# What you need to do
Transcribe the records below. Leave every word as it is.

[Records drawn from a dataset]
◇ ◇ ◇

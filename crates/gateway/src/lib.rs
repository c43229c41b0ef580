//! HTTP API gateway for namecard.
//!
//! Exposes the platform's outward-facing endpoints:
//!
//! - `POST /api/chat/sessions`               — open a chat session for a profile
//! - `POST /api/chat/sessions/{id}/messages` — enqueue one assistant turn (202)
//! - `GET  /api/chat/sessions/{id}/events`   — SSE stream of the session's events
//! - `POST /api/wechat/signature`            — JS-SDK share signature
//! - `GET  /health`                          — liveness
//!
//! Built on Axum. The turn job runs as a detached task; clients follow it
//! through the SSE stream, not the enqueue response.

use axum::extract::DefaultBodyLimit;
use axum::{
    Router,
    extract::{Path, State},
    http::StatusCode,
    response::Json,
    response::sse::{Event as SseEvent, KeepAlive, Sse},
    routing::{get, post},
};
use serde::{Deserialize, Serialize};
use std::convert::Infallible;
use std::sync::Arc;
use tokio_stream::StreamExt;
use tokio_stream::wrappers::BroadcastStream;
use tower_http::cors::CorsLayer;
use tracing::{error, info, warn};

use namecard_assistant::TurnRunner;
use namecard_core::error::StoreError;
use namecard_core::event::{ChatHub, channel_name};
use namecard_core::store::CardStore;
use namecard_wechat::SignatureService;

/// Shared application state for the gateway.
pub struct AppState {
    pub store: Arc<dyn CardStore>,
    pub hub: Arc<ChatHub>,
    pub runner: Arc<TurnRunner>,
    pub signer: Arc<SignatureService>,
}

pub type SharedState = Arc<AppState>;

/// Build the Axum router with all gateway routes.
pub fn build_router(state: SharedState) -> Router {
    Router::new()
        .route("/health", get(health_handler))
        .route("/api/chat/sessions", post(create_session_handler))
        .route("/api/chat/sessions/{id}/messages", post(post_message_handler))
        .route("/api/chat/sessions/{id}/events", get(event_stream_handler))
        .route("/api/wechat/signature", post(signature_handler))
        .layer(DefaultBodyLimit::max(64 * 1024))
        .layer(CorsLayer::permissive())
        .layer(tower_http::trace::TraceLayer::new_for_http())
        .with_state(state)
}

/// Start the gateway HTTP server.
///
/// Assembles the store, provider, hub, turn runner, and signature service
/// once and shares them via `Arc`.
pub async fn start(
    config: namecard_config::AppConfig,
    seed_demo: bool,
) -> Result<(), Box<dyn std::error::Error>> {
    config.validate()?;

    let store = namecard_store::open_store(&config.store).await?;
    if seed_demo {
        namecard_store::seed_demo(store.as_ref()).await?;
    }

    let provider = namecard_providers::build_provider(&config)?;
    let hub = Arc::new(ChatHub::default());
    let runner = Arc::new(
        TurnRunner::new(
            provider,
            store.clone(),
            hub.clone(),
            config.provider.model.clone(),
        )
        .with_temperature(config.provider.temperature)
        .with_max_tokens(config.provider.max_tokens),
    );

    if !config.wechat_configured() {
        warn!("WeChat credentials not configured — signature requests will be rejected");
    }
    let signer = Arc::new(SignatureService::from_config(&config.wechat));

    let state = Arc::new(AppState {
        store,
        hub,
        runner,
        signer,
    });

    let addr = format!("{}:{}", config.gateway.host, config.gateway.port);
    let listener = tokio::net::TcpListener::bind(&addr).await?;
    info!(addr = %addr, "Gateway listening");

    axum::serve(listener, build_router(state)).await?;
    Ok(())
}

// ── Handlers ─────────────────────────────────────────────────────────────

#[derive(Serialize)]
struct HealthResponse {
    status: &'static str,
    store: String,
}

async fn health_handler(State(state): State<SharedState>) -> Json<HealthResponse> {
    Json(HealthResponse {
        status: "ok",
        store: state.store.name().to_string(),
    })
}

#[derive(Deserialize)]
struct CreateSessionRequest {
    profile_id: i64,
}

#[derive(Serialize)]
struct SessionResponse {
    id: i64,
    profile_id: i64,
    channel: String,
}

async fn create_session_handler(
    State(state): State<SharedState>,
    Json(payload): Json<CreateSessionRequest>,
) -> Result<(StatusCode, Json<SessionResponse>), StatusCode> {
    match state.store.create_session(payload.profile_id).await {
        Ok(session) => Ok((
            StatusCode::CREATED,
            Json(SessionResponse {
                id: session.id,
                profile_id: session.profile_id,
                channel: channel_name(session.id),
            }),
        )),
        Err(StoreError::ProfileNotFound(_)) => Err(StatusCode::NOT_FOUND),
        Err(e) => {
            error!(error = %e, "Session creation failed");
            Err(StatusCode::INTERNAL_SERVER_ERROR)
        }
    }
}

#[derive(Deserialize)]
struct PostMessageRequest {
    prompt: String,
}

#[derive(Serialize)]
struct AcceptedResponse {
    status: &'static str,
    channel: String,
}

/// Enqueue one assistant turn. The turn itself runs detached; its progress
/// is published on the session's event channel.
async fn post_message_handler(
    State(state): State<SharedState>,
    Path(session_id): Path<i64>,
    Json(payload): Json<PostMessageRequest>,
) -> Result<(StatusCode, Json<AcceptedResponse>), StatusCode> {
    if payload.prompt.trim().is_empty() {
        return Err(StatusCode::BAD_REQUEST);
    }

    let known = state
        .store
        .session(session_id)
        .await
        .map_err(|e| {
            error!(error = %e, "Session lookup failed");
            StatusCode::INTERNAL_SERVER_ERROR
        })?
        .is_some();
    if !known {
        return Err(StatusCode::NOT_FOUND);
    }

    let runner = state.runner.clone();
    let prompt = payload.prompt;
    tokio::spawn(async move {
        runner.run(session_id, &prompt).await;
    });

    Ok((
        StatusCode::ACCEPTED,
        Json(AcceptedResponse {
            status: "accepted",
            channel: channel_name(session_id),
        }),
    ))
}

/// Subscribe to a session's event channel over SSE.
async fn event_stream_handler(
    State(state): State<SharedState>,
    Path(session_id): Path<i64>,
) -> Result<Sse<impl futures::Stream<Item = Result<SseEvent, Infallible>>>, StatusCode> {
    let known = state
        .store
        .session(session_id)
        .await
        .map_err(|_| StatusCode::INTERNAL_SERVER_ERROR)?
        .is_some();
    if !known {
        return Err(StatusCode::NOT_FOUND);
    }

    let rx = state.hub.subscribe(session_id);
    let stream = BroadcastStream::new(rx).filter_map(|event| match event {
        Ok(event) => {
            let data = serde_json::to_string(&event).unwrap_or_default();
            Some(Ok(SseEvent::default().event(event.event_type()).data(data)))
        }
        // A lagged subscriber skips dropped events rather than erroring out
        Err(_) => None,
    });

    Ok(Sse::new(stream).keep_alive(KeepAlive::default()))
}

#[derive(Deserialize)]
struct SignatureRequest {
    #[serde(default)]
    url: Option<String>,
}

async fn signature_handler(
    State(state): State<SharedState>,
    Json(payload): Json<SignatureRequest>,
) -> (StatusCode, Json<serde_json::Value>) {
    let url = payload.url.unwrap_or_default();
    if url.trim().is_empty() {
        return (
            StatusCode::BAD_REQUEST,
            Json(serde_json::json!({
                "success": false,
                "error": "URL parameter is required",
            })),
        );
    }

    match state.signer.sign(&url).await {
        Ok(data) => (
            StatusCode::OK,
            Json(serde_json::json!({ "success": true, "data": data })),
        ),
        Err(e) => {
            error!(error = %e, "Signature computation failed");
            (
                StatusCode::INTERNAL_SERVER_ERROR,
                Json(serde_json::json!({ "success": false, "error": e.to_string() })),
            )
        }
    }
}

◇ ◇ ◇

# Output of the task
filename crates/gateway/src/lib.rs
repository c43229c41b0ef580
//! HTTP API gateway for namecard.
//!
//! Exposes the platform's outward-facing endpoints:
//!
//! - `POST /api/chat/sessions`               — open a chat session for a profile
//! - `POST /api/chat/sessions/{id}/messages` — enqueue one assistant turn (202)
//! - `GET  /api/chat/sessions/{id}/events`   — SSE stream of the session's events
//! - `POST /api/wechat/signature`            — JS-SDK share signature
//! - `GET  /health`                          — liveness
//!
//! Built on Axum. The turn job runs as a detached task; clients follow it
//! through the SSE stream, not the enqueue response.

use axum::extract::DefaultBodyLimit;
use axum::{
    Router,
    extract::{Path, State},
    http::StatusCode,
    response::Json,
    response::sse::{Event as SseEvent, KeepAlive, Sse},
    routing::{get, post},
};
use serde::{Deserialize, Serialize};
use std::convert::Infallible;
use std::sync::Arc;
use tokio_stream::StreamExt;
use tokio_stream::wrappers::BroadcastStream;
use tower_http::cors::CorsLayer;
use tracing::{error, info, warn};

use namecard_assistant::TurnRunner;
use namecard_core::error::StoreError;
use namecard_core::event::{ChatHub, channel_name};
use namecard_core::store::CardStore;
use namecard_wechat::SignatureService;

/// Shared application state for the gateway.
pub struct AppState {
    pub store: Arc<dyn CardStore>,
    pub hub: Arc<ChatHub>,
    pub runner: Arc<TurnRunner>,
    pub signer: Arc<SignatureService>,
}

pub type SharedState = Arc<AppState>;

/// Build the Axum router with all gateway routes.
pub fn build_router(state: SharedState) -> Router {
    Router::new()
        .route("/health", get(health_handler))
        .route("/api/chat/sessions", post(create_session_handler))
        .route("/api/chat/sessions/{id}/messages", post(post_message_handler))
        .route("/api/chat/sessions/{id}/events", get(event_stream_handler))
        .route("/api/wechat/signature", post(signature_handler))
        .layer(DefaultBodyLimit::max(64 * 1024))
        .layer(CorsLayer::permissive())
        .layer(tower_http::trace::TraceLayer::new_for_http())
        .with_state(state)
}

/// Start the gateway HTTP server.
///
/// Assembles the store, provider, hub, turn runner, and signature service
/// once and shares them via `Arc`.
pub async fn start(
    config: namecard_config::AppConfig,
    seed_demo: bool,
) -> Result<(), Box<dyn std::error::Error>> {
    config.validate()?;

    let store = namecard_store::open_store(&config.store).await?;
    if seed_demo {
        namecard_store::seed_demo(store.as_ref()).await?;
    }

    let provider = namecard_providers::build_provider(&config)?;
    let hub = Arc::new(ChatHub::default());
    let runner = Arc::new(
        TurnRunner::new(
            provider,
            store.clone(),
            hub.clone(),
            config.provider.model.clone(),
        )
        .with_temperature(config.provider.temperature)
        .with_max_tokens(config.provider.max_tokens),
    );

    if !config.wechat_configured() {
        warn!("WeChat credentials not configured — signature requests will be rejected");
    }
    let signer = Arc::new(SignatureService::from_config(&config.wechat));

    let state = Arc::new(AppState {
        store,
        hub,
        runner,
        signer,
    });

    let addr = format!("{}:{}", config.gateway.host, config.gateway.port);
    let listener = tokio::net::TcpListener::bind(&addr).await?;
    info!(addr = %addr, "Gateway listening");

    axum::serve(listener, build_router(state)).await?;
    Ok(())
}

// ── Handlers ─────────────────────────────────────────────────────────────

#[derive(Serialize)]
struct HealthResponse {
    status: &'static str,
    store: String,
}

async fn health_handler(State(state): State<SharedState>) -> Json<HealthResponse> {
    Json(HealthResponse {
        status: "ok",
        store: state.store.name().to_string(),
    })
}

#[derive(Deserialize)]
struct CreateSessionRequest {
    profile_id: i64,
}

#[derive(Serialize)]
struct SessionResponse {
    id: i64,
    profile_id: i64,
    channel: String,
}

async fn create_session_handler(
    State(state): State<SharedState>,
    Json(payload): Json<CreateSessionRequest>,
) -> Result<(StatusCode, Json<SessionResponse>), StatusCode> {
    match state.store.create_session(payload.profile_id).await {
        Ok(session) => Ok((
            StatusCode::CREATED,
            Json(SessionResponse {
                id: session.id,
                profile_id: session.profile_id,
                channel: channel_name(session.id),
            }),
        )),
        Err(StoreError::ProfileNotFound(_)) => Err(StatusCode::NOT_FOUND),
        Err(e) => {
            error!(error = %e, "Session creation failed");
            Err(StatusCode::INTERNAL_SERVER_ERROR)
        }
    }
}

#[derive(Deserialize)]
struct PostMessageRequest {
    prompt: String,
}

#[derive(Serialize)]
struct AcceptedResponse {
    status: &'static str,
    channel: String,
}

/// Enqueue one assistant turn. The turn itself runs detached; its progress
/// is published on the session's event channel.
async fn post_message_handler(
    State(state): State<SharedState>,
    Path(session_id): Path<i64>,
    Json(payload): Json<PostMessageRequest>,
) -> Result<(StatusCode, Json<AcceptedResponse>), StatusCode> {
    if payload.prompt.trim().is_empty() {
        return Err(StatusCode::BAD_REQUEST);
    }

    let known = state
        .store
        .session(session_id)
        .await
        .map_err(|e| {
            error!(error = %e, "Session lookup failed");
            StatusCode::INTERNAL_SERVER_ERROR
        })?
        .is_some();
    if !known {
        return Err(StatusCode::NOT_FOUND);
    }

    let runner = state.runner.clone();
    let prompt = payload.prompt;
    tokio::spawn(async move {
        runner.run(session_id, &prompt).await;
    });

    Ok((
        StatusCode::ACCEPTED,
        Json(AcceptedResponse {
            status: "accepted",
            channel: channel_name(session_id),
        }),
    ))
}

/// Subscribe to a session's event channel over SSE.
async fn event_stream_handler(
    State(state): State<SharedState>,
    Path(session_id): Path<i64>,
) -> Result<Sse<impl futures::Stream<Item = Result<SseEvent, Infallible>>>, StatusCode> {
    let known = state
        .store
        .session(session_id)
        .await
        .map_err(|_| StatusCode::INTERNAL_SERVER_ERROR)?
        .is_some();
    if !known {
        return Err(StatusCode::NOT_FOUND);
    }

    let rx = state.hub.subscribe(session_id);
    let stream = BroadcastStream::new(rx).filter_map(|event| match event {
        Ok(event) => {
            let data = serde_json::to_string(&event).unwrap_or_default();
            Some(Ok(SseEvent::default().event(event.event_type()).data(data)))
        }
        // A lagged subscriber skips dropped events rather than erroring out
        Err(_) => None,
    });

    Ok(Sse::new(stream).keep_alive(KeepAlive::default()))
}

#[derive(Deserialize)]
struct SignatureRequest {
    #[serde(default)]
    url: Option<String>,
}

async fn signature_handler(
    State(state): State<SharedState>,
    Json(payload): Json<SignatureRequest>,
) -> (StatusCode, Json<serde_json::Value>) {
    let url = payload.url.unwrap_or_default();
    if url.trim().is_empty() {
        return (
            StatusCode::BAD_REQUEST,
            Json(serde_json::json!({
                "success": false,
                "error": "URL parameter is required",
            })),
        );
    }

    match state.signer.sign(&url).await {
        Ok(data) => (
            StatusCode::OK,
            Json(serde_json::json!({ "success": true, "data": data })),
        ),
        Err(e) => {
            error!(error = %e, "Signature computation failed");
            (
                StatusCode::INTERNAL_SERVER_ERROR,
                Json(serde_json::json!({ "success": false, "error": e.to_string() })),
            )
        }
    }
}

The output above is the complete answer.